Alcibiades’s and Diotima’s speeches can be reconciled. I will explain Nussbaum’s perspective and
argue against it by appealing to passages from the Symposium, the Phaedrus,
and Nussbaum’s own book. Then, I will
examine these same passages, along with aspects of Nussbaum’s interpretation
that I would like to maintain, to construct a new interpretation of Alcibiades’s
speech and how it fits in with rest of the dialogue.
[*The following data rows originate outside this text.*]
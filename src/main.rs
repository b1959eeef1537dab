use actix_web::{get, post, web, App, HttpResponse, HttpServer, Responder};
use anyhow::Result;
use serde::{Deserialize, Serialize};
use std::fs::read_to_string;
use uuid::Uuid;

mod conversation;
mod intent;
mod normalize;
mod pipeline;
mod proxy;
mod remote;
mod render;
mod select;
mod session;
mod settings;

#[cfg(test)]
mod integration_tests;

use intent::Catalog;
use pipeline::{ChatEngine, TurnOutcome};
use proxy::ProxyState;
use remote::RemoteClient;
use render::typing_stream;
use session::SessionRegistry;
use settings::Settings;

#[derive(Deserialize)]
struct ChatRequest {
    session_id: Uuid,
    message: String,
}

#[derive(Serialize)]
struct SessionCreated {
    session_id: Uuid,
    greeting: String,
}

#[post("/api/session")]
async fn create_session(sessions: web::Data<SessionRegistry>) -> impl Responder {
    let session = sessions.create();
    log::info!("session {} opened", session.id);
    HttpResponse::Ok().json(SessionCreated {
        session_id: session.id,
        greeting: sessions.greeting().to_string(),
    })
}

#[post("/api/chat")]
async fn chat(
    engine: web::Data<ChatEngine>,
    sessions: web::Data<SessionRegistry>,
    req: web::Json<ChatRequest>,
) -> HttpResponse {
    let Some(session) = sessions.get(req.session_id) else {
        return HttpResponse::NotFound().json(serde_json::json!({ "error": "unknown session" }));
    };

    match engine.run_turn(&session, &req.message).await {
        // Empty input and render contention are both silent no-ops.
        TurnOutcome::Ignored | TurnOutcome::Busy => HttpResponse::NoContent().finish(),
        TurnOutcome::Reply { text, guard, .. } => HttpResponse::Ok()
            .content_type("text/plain; charset=utf-8")
            .streaming(typing_stream(text, session, engine.render_config(), guard)),
    }
}

#[get("/api/session/{id}/transcript")]
async fn transcript(
    sessions: web::Data<SessionRegistry>,
    path: web::Path<Uuid>,
) -> HttpResponse {
    match sessions.get(path.into_inner()) {
        Some(session) => HttpResponse::Ok().json(&session.state().transcript),
        None => HttpResponse::NotFound().json(serde_json::json!({ "error": "unknown session" })),
    }
}

#[get("/")]
async fn index() -> impl Responder {
    HttpResponse::Ok()
        .content_type("text/html; charset=utf-8")
        .body(include_str!("index.html"))
}

fn load_catalog(settings: &Settings) -> Result<Catalog> {
    match &settings.intents_file {
        Some(path) => {
            log::info!("loading intent catalog from '{}'", path);
            Catalog::from_json(&read_to_string(path)?)
        }
        None => Catalog::builtin(),
    }
}

#[actix_web::main]
async fn main() -> Result<()> {
    env_logger::Builder::from_env(env_logger::Env::default().default_filter_or("info")).init();

    let settings = Settings::load()?;
    let catalog = load_catalog(&settings)?;
    log::info!(
        "initializing chat pipeline with {} intents ({} fallback lines)",
        catalog.len(),
        catalog.fallback().len()
    );

    let remote = if settings.remote_enabled {
        Some(RemoteClient::new(settings.proxy_url.clone())?)
    } else {
        log::warn!("remote fallback disabled; unmatched input uses the canned pool only");
        None
    };

    let greeting = catalog.greeting().to_string();
    let engine = web::Data::new(ChatEngine::new(catalog, remote, settings.render));
    let sessions = web::Data::new(SessionRegistry::new(settings.max_history_turns, greeting));
    let proxy_state = web::Data::new(ProxyState::new(settings.upstream.clone())?);

    let assets_dir = settings.assets_dir.clone();
    let (host, port) = (settings.host.clone(), settings.port);

    log::info!("starting server at http://{}:{}", host, port);
    HttpServer::new(move || {
        App::new()
            .app_data(engine.clone())
            .app_data(sessions.clone())
            .app_data(proxy_state.clone())
            .service(index)
            .service(create_session)
            .service(chat)
            .service(transcript)
            .service(
                web::resource("/api/model")
                    .route(web::post().to(proxy::handle))
                    .default_service(web::route().to(proxy::method_not_allowed)),
            )
            .service(actix_files::Files::new("/assets", assets_dir.clone()))
    })
    .bind((host, port))?
    .run()
    .await?;
    Ok(())
}
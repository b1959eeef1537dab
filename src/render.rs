//! Typing-simulated response rendering.
//!
//! The reply is revealed one character at a time with a randomized small
//! delay, the way the widget fakes live generation. The stream doubles as
//! the HTTP response body and the writer of the session transcript; the
//! busy flag is held by an RAII guard so a dropped stream (client
//! disconnect, session teardown) can never leave a session wedged.

use std::convert::Infallible;
use std::sync::Arc;
use std::time::Duration;

use actix_web::web::Bytes;
use futures::stream::Stream;
use rand::Rng;

use crate::session::ChatSession;

#[derive(Debug, Clone, Copy)]
pub struct RenderConfig {
    /// Per-character delay bounds, milliseconds.
    pub min_delay_ms: u64,
    pub max_delay_ms: u64,
    /// One-off pause before the first character, milliseconds.
    pub think_min_ms: u64,
    pub think_max_ms: u64,
}

impl Default for RenderConfig {
    fn default() -> Self {
        Self {
            min_delay_ms: 15,
            max_delay_ms: 40,
            think_min_ms: 500,
            think_max_ms: 1500,
        }
    }
}

impl RenderConfig {
    /// Instant rendering, for tests and headless use.
    pub fn immediate() -> Self {
        Self {
            min_delay_ms: 0,
            max_delay_ms: 0,
            think_min_ms: 0,
            think_max_ms: 0,
        }
    }

    fn char_delay(&self) -> Duration {
        Duration::from_millis(jitter(self.min_delay_ms, self.max_delay_ms))
    }

    fn think_delay(&self) -> Duration {
        Duration::from_millis(jitter(self.think_min_ms, self.think_max_ms))
    }
}

fn jitter(min: u64, max: u64) -> u64 {
    if max <= min {
        return min;
    }
    rand::thread_rng().gen_range(min..=max)
}

/// Holds a session's render slot; releases it on drop.
pub struct RenderGuard {
    session: Arc<ChatSession>,
}

impl RenderGuard {
    /// Claim the slot, or `None` if a render is already in flight.
    pub fn acquire(session: &Arc<ChatSession>) -> Option<Self> {
        if session.try_begin_render() {
            Some(Self {
                session: session.clone(),
            })
        } else {
            None
        }
    }
}

impl Drop for RenderGuard {
    fn drop(&mut self) {
        self.session.end_render();
    }
}

struct TypingState {
    chars: Vec<char>,
    idx: usize,
    think: Option<Duration>,
    session: Arc<ChatSession>,
    config: RenderConfig,
    _guard: RenderGuard,
}

/// Build the character stream for one reply. Each yielded chunk is also
/// appended to the session transcript, so a poll of the transcript always
/// shows exactly what has been revealed so far.
pub fn typing_stream(
    text: String,
    session: Arc<ChatSession>,
    config: RenderConfig,
    guard: RenderGuard,
) -> impl Stream<Item = Result<Bytes, Infallible>> {
    let state = TypingState {
        chars: text.chars().collect(),
        idx: 0,
        think: Some(config.think_delay()),
        session,
        config,
        _guard: guard,
    };

    futures::stream::unfold(state, |mut state| async move {
        if state.idx >= state.chars.len() {
            return None;
        }
        if let Some(pause) = state.think.take() {
            tokio::time::sleep(pause).await;
        }
        tokio::time::sleep(state.config.char_delay()).await;

        let ch = state.chars[state.idx];
        state.idx += 1;
        state.session.append_reply_char(ch);

        let mut buf = [0u8; 4];
        let bytes = Bytes::copy_from_slice(ch.encode_utf8(&mut buf).as_bytes());
        Some((Ok::<_, Infallible>(bytes), state))
    })
}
So, how does Nussbaum understand the
speech of Alcibiades in the Symposium? She examines this section of the dialogue by
first considering Diotima’s speech, which provides the context for Alcibiades’s
speech, and then proceeding to investigate Alcibiades’s speech in light of her
conclusions on Diotima’s speech. In this
analysis, Nussbaum focuses more on the process of love than on the object of
love, giving birth to beauty, and as such I will follow suit in my criticism of
her.
So what is this process of love
proposed by Diotima’s speech, and what are its consequences? Nussbaum characterizes Diotima’s process of
love as follows: "First, he or she sees only one loved one’s beauty. Then he must notice a close family
resemblance between that beauty and others.
Then…he decides that it is
prudent to consider these rated beauties to be ‘one and the same’, that is,
qualitatively homogeneous." (178, original emphasis)
Of these three steps, Nussbaum focuses
primarily on the final step of equating loves.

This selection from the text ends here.